The first line contains the |#!| sequence, which is called a
``shebang''. Analogous to the ELF format and |ld-linux|, the
shebang instruct Linux to load the program in this path, and
pass the rest of the file into it for execution. In turn
``sh'', interprets the rest of the file as a shell script,
and when faced with the |cp| and |chmod| commands, it reads
the environment variable |PATH|. This is also analogous to
the |RUNPATH| section of a ELF file, but contains
directories with executables:
\begin{minted}[breaklines]{text}
$ printenv PATH | tr ':' '\n'
/usr/local/sbin
/usr/local/bin
/usr/sbin
/usr/bin
/sbin
/bin
/usr/games
/usr/local/games
/usr/lib/wsl/lib
/snap/bin
\end{minted}
These folders are scanned sequentially, until the first
match is found -- that is |/usr/local/sbin/cp|, |/usr/local/bin/cp|, etc.

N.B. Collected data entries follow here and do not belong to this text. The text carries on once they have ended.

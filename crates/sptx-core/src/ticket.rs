//! Issued tickets.
//!
//! A ticket is written identically into three collections, each serving its
//! own read pattern: a user's booking history, an event's attendee list, and
//! the admin ledger for an event.

use chrono::{DateTime, Utc};
use serde::{Deserialize, Serialize};

use crate::ids::{Reference, TicketId};
use crate::reference::ReferenceRecord;
use crate::user::UserProfile;

/// How a ticket was paid for.
#[derive(Debug, Clone, Copy, PartialEq, Eq, Hash, Serialize, Deserialize)]
#[serde(rename_all = "lowercase")]
pub enum PaymentMethod {
    /// Charged through the payment gateway.
    Paystack,
    /// Free ticket.
    Free,
}

/// The collections a ticket is written into.
#[derive(Debug, Clone, Copy, PartialEq, Eq, Hash)]
pub enum TicketLocation {
    /// Booking history, grouped by user.
    UserHistory,
    /// Attendee list, grouped by event.
    EventAttendees,
    /// Admin ledger, grouped by event.
    AdminLedger,
}

impl TicketLocation {
    /// Every location, in write order.
    pub const ALL: [Self; 3] = [Self::UserHistory, Self::EventAttendees, Self::AdminLedger];

    /// Collection name used by storage backends.
    #[must_use]
    pub const fn collection(self) -> &'static str {
        match self {
            Self::UserHistory => "ticket_history",
            Self::EventAttendees => "event_attendees",
            Self::AdminLedger => "admin_ledger",
        }
    }

    /// The grouping key of `ticket` within this location.
    #[must_use]
    pub fn owner_key(self, ticket: &TicketRecord) -> &str {
        match self {
            Self::UserHistory => &ticket.user_id,
            Self::EventAttendees | Self::AdminLedger => &ticket.event_id,
        }
    }
}

/// One issued ticket.
#[derive(Debug, Clone, PartialEq, Eq, Serialize, Deserialize)]
#[serde(rename_all = "camelCase")]
pub struct TicketRecord {
    /// Ticket identifier; primary key within each location.
    pub ticket_id: TicketId,
    /// Reference the ticket was issued from.
    pub reference: Reference,
    /// Attendee user id.
    pub user_id: String,
    /// Attendee display name.
    pub attendee_name: String,
    /// Attendee email.
    pub attendee_email: String,
    /// Event id.
    pub event_id: String,
    /// Event display name.
    pub event_name: String,
    /// Ticket tier.
    pub ticket_type: String,
    /// Ticket price in kobo.
    pub ticket_price: i64,
    /// Platform fee in kobo.
    pub service_fee: i64,
    /// Amount charged in kobo.
    pub total_amount: i64,
    /// Discount code used.
    #[serde(default, skip_serializing_if = "Option::is_none")]
    pub discount_code: Option<String>,
    /// Referral code used.
    #[serde(default, skip_serializing_if = "Option::is_none")]
    pub referral_code: Option<String>,
    /// Venue.
    #[serde(default, skip_serializing_if = "Option::is_none")]
    pub event_venue: Option<String>,
    /// Event date.
    #[serde(default, skip_serializing_if = "Option::is_none")]
    pub event_date: Option<String>,
    /// Event time.
    #[serde(default, skip_serializing_if = "Option::is_none")]
    pub event_time: Option<String>,
    /// How the ticket was paid for.
    pub payment_method: PaymentMethod,
    /// When the ticket was issued.
    pub created_at: DateTime<Utc>,
}

impl TicketRecord {
    /// Build a ticket from a reference snapshot and the attendee's profile.
    ///
    /// Free tickets have every monetary field pinned to zero regardless of
    /// what the snapshot carries. Profile name and email take precedence over
    /// the contact details given at checkout.
    #[must_use]
    pub fn issue(
        ticket_id: TicketId,
        record: &ReferenceRecord,
        user: &UserProfile,
        payment_method: PaymentMethod,
        now: DateTime<Utc>,
    ) -> Self {
        let snapshot = match payment_method {
            PaymentMethod::Free => record.ticket.clone().without_charges(),
            PaymentMethod::Paystack => record.ticket.clone(),
        };

        let attendee_name = non_empty(&user.full_name)
            .or(snapshot.booker_name.as_deref())
            .unwrap_or_default()
            .to_string();
        let attendee_email = non_empty(&user.email)
            .or(snapshot.booker_email.as_deref())
            .unwrap_or_default()
            .to_string();

        Self {
            ticket_id,
            reference: record.reference.clone(),
            user_id: user.user_id.clone(),
            attendee_name,
            attendee_email,
            event_id: snapshot.event_id,
            event_name: snapshot.event_name,
            ticket_type: snapshot.ticket_type,
            ticket_price: snapshot.ticket_price,
            service_fee: snapshot.service_fee,
            total_amount: snapshot.total_amount,
            discount_code: snapshot.discount_code,
            referral_code: snapshot.referral_code,
            event_venue: snapshot.event_venue,
            event_date: snapshot.event_date,
            event_time: snapshot.event_time,
            payment_method,
            created_at: now,
        }
    }
}

fn non_empty(value: &str) -> Option<&str> {
    let trimmed = value.trim();
    (!trimmed.is_empty()).then_some(trimmed)
}

#[cfg(test)]
mod tests {
    use super::*;
    use crate::reference::TicketSnapshot;

    fn record() -> ReferenceRecord {
        ReferenceRecord::pending(
            "SPTX-REF-abc".parse().unwrap(),
            TicketSnapshot {
                user_id: "u1".into(),
                event_id: "e1".into(),
                event_name: "Afrobeats Live".into(),
                ticket_type: "Regular".into(),
                ticket_price: 1_000_000,
                service_fee: 50_000,
                total_amount: 1_050_000,
                booker_name: Some("Checkout Name".into()),
                booker_email: Some("checkout@example.com".into()),
                ..TicketSnapshot::default()
            },
        )
    }

    #[test]
    fn paid_ticket_keeps_amounts() {
        let user = UserProfile::new("u1", "Ada Obi", "ada@example.com");
        let ticket = TicketRecord::issue(
            TicketId::generate(),
            &record(),
            &user,
            PaymentMethod::Paystack,
            Utc::now(),
        );

        assert_eq!(ticket.total_amount, 1_050_000);
        assert_eq!(ticket.attendee_name, "Ada Obi");
        assert_eq!(ticket.attendee_email, "ada@example.com");
        assert_eq!(ticket.reference.as_str(), "SPTX-REF-abc");
    }

    #[test]
    fn free_ticket_is_zeroed() {
        let user = UserProfile::new("u1", "Ada Obi", "ada@example.com");
        let ticket = TicketRecord::issue(
            TicketId::generate(),
            &record(),
            &user,
            PaymentMethod::Free,
            Utc::now(),
        );

        assert_eq!(ticket.ticket_price, 0);
        assert_eq!(ticket.service_fee, 0);
        assert_eq!(ticket.total_amount, 0);
        assert_eq!(ticket.payment_method, PaymentMethod::Free);
    }

    #[test]
    fn checkout_contact_fills_blank_profile() {
        let user = UserProfile::new("u1", "", " ");
        let ticket = TicketRecord::issue(
            TicketId::generate(),
            &record(),
            &user,
            PaymentMethod::Paystack,
            Utc::now(),
        );

        assert_eq!(ticket.attendee_name, "Checkout Name");
        assert_eq!(ticket.attendee_email, "checkout@example.com");
    }

    #[test]
    fn owner_keys_follow_location() {
        let user = UserProfile::new("u1", "Ada", "ada@example.com");
        let ticket = TicketRecord::issue(
            TicketId::generate(),
            &record(),
            &user,
            PaymentMethod::Paystack,
            Utc::now(),
        );

        assert_eq!(TicketLocation::UserHistory.owner_key(&ticket), "u1");
        assert_eq!(TicketLocation::EventAttendees.owner_key(&ticket), "e1");
        assert_eq!(TicketLocation::AdminLedger.owner_key(&ticket), "e1");
    }
}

To avoid this kind of ``implicit'' dependency resolution,
one could also try to use the same technique used for ELF,
namely changing the |RUNPATH|. Unfortunately, this is not
possible, as scripts don't contain any extra ``metadata''
attached to them. A different solution is to construct a
shell script that contains full paths into the required
programs, and their full hashed paths in the store:
\begin{minted}{sh}
#!/miq/store/sh-version-hashAAA/bin/sh
for file in /srv/backup/*; do
/miq/store/coreutils-version-hashAAA/bin/cp $file /srv/backup2/
/miq/store/coreutils-version-hashAAA/bin/chmod 600 /srv/backup2/$file
done
\end{minted}
Doing these modifications is not as seamless as tweaking some
compile and link flags for an ELF file, and an automation
tool would be required to resolve the implicit dependencies
of a shell script.
The list of language-specific tweaks would continue -- for
example |PYTHONPATH| for Python packages -- but for the sake
of simplicity, only shell scripts and binary ELF files are
considered in this project. Usually each language ecosystem
has each own method of dependency resolution that can be
overridden to not use a ``global'' search path.